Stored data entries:
■ ■ ■ ■ ■ ■ ■

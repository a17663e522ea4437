// 该文件是 Loufang （楼房） 项目的一部分。
// src/output/memory.rs - 内存图层
//
// 本文件根据 Apache 许可证第 2.0 版（以下简称“许可证”）授权使用；
// 除非遵守该许可证条款，否则您不得使用本文件。
// 您可通过以下网址获取许可证副本：
// http://www.apache.org/licenses/LICENSE-2.0
// 除非适用法律要求或书面同意，根据本许可协议分发的软件均按“原样”提供，
// 不附带任何形式的明示或暗示的保证或条件。
// 有关许可权限与限制的具体条款，请参阅本许可协议。
//
// Copyright (C) 2026 Johann Li <me@qinka.pro>, Wareless Group

use crate::output::{DatasetError, FeatureLayer, PolygonRecord};

/// 保存在内存中的图层，用于不需要落盘的场景
#[derive(Debug, Default, Clone)]
pub struct MemoryLayer {
  existing: usize,
  records: Vec<PolygonRecord>,
  appends: usize,
}

impl MemoryLayer {
  /// 模拟一个已有 `rows` 条记录的图层
  pub fn with_rows(rows: usize) -> Self {
    Self {
      existing: rows,
      ..Self::default()
    }
  }

  /// 本次新增的记录
  pub fn records(&self) -> &[PolygonRecord] {
    &self.records
  }

  pub fn appends(&self) -> usize {
    self.appends
  }
}

impl FeatureLayer for MemoryLayer {
  fn row_count(&self) -> usize {
    self.existing + self.records.len()
  }

  fn last_fid(&self) -> i64 {
    self.records
      .iter()
      .map(|r| r.fid)
      .fold(self.existing as i64, i64::max)
  }

  fn append(&mut self, records: &[PolygonRecord]) -> Result<(), DatasetError> {
    self.records.extend_from_slice(records);
    self.appends += 1;
    Ok(())
  }
}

■ ■ ■ ■ ■ ■ ■

● Exercise requirements:
Output the entries exactly.

● The completed task:
repository a17663e522ea4437
// 该文件是 Loufang （楼房） 项目的一部分。
// src/output/memory.rs - 内存图层
//
// 本文件根据 Apache 许可证第 2.0 版（以下简称“许可证”）授权使用；
// 除非遵守该许可证条款，否则您不得使用本文件。
// 您可通过以下网址获取许可证副本：
// http://www.apache.org/licenses/LICENSE-2.0
// 除非适用法律要求或书面同意，根据本许可协议分发的软件均按“原样”提供，
// 不附带任何形式的明示或暗示的保证或条件。
// 有关许可权限与限制的具体条款，请参阅本许可协议。
//
// Copyright (C) 2026 Johann Li <me@qinka.pro>, Wareless Group

use crate::output::{DatasetError, FeatureLayer, PolygonRecord};

/// 保存在内存中的图层，用于不需要落盘的场景
#[derive(Debug, Default, Clone)]
pub struct MemoryLayer {
  existing: usize,
  records: Vec<PolygonRecord>,
  appends: usize,
}

impl MemoryLayer {
  /// 模拟一个已有 `rows` 条记录的图层
  pub fn with_rows(rows: usize) -> Self {
    Self {
      existing: rows,
      ..Self::default()
    }
  }

  /// 本次新增的记录
  pub fn records(&self) -> &[PolygonRecord] {
    &self.records
  }

  pub fn appends(&self) -> usize {
    self.appends
  }
}

impl FeatureLayer for MemoryLayer {
  fn row_count(&self) -> usize {
    self.existing + self.records.len()
  }

  fn last_fid(&self) -> i64 {
    self.records
      .iter()
      .map(|r| r.fid)
      .fold(self.existing as i64, i64::max)
  }

  fn append(&mut self, records: &[PolygonRecord]) -> Result<(), DatasetError> {
    self.records.extend_from_slice(records);
    self.appends += 1;
    Ok(())
  }
}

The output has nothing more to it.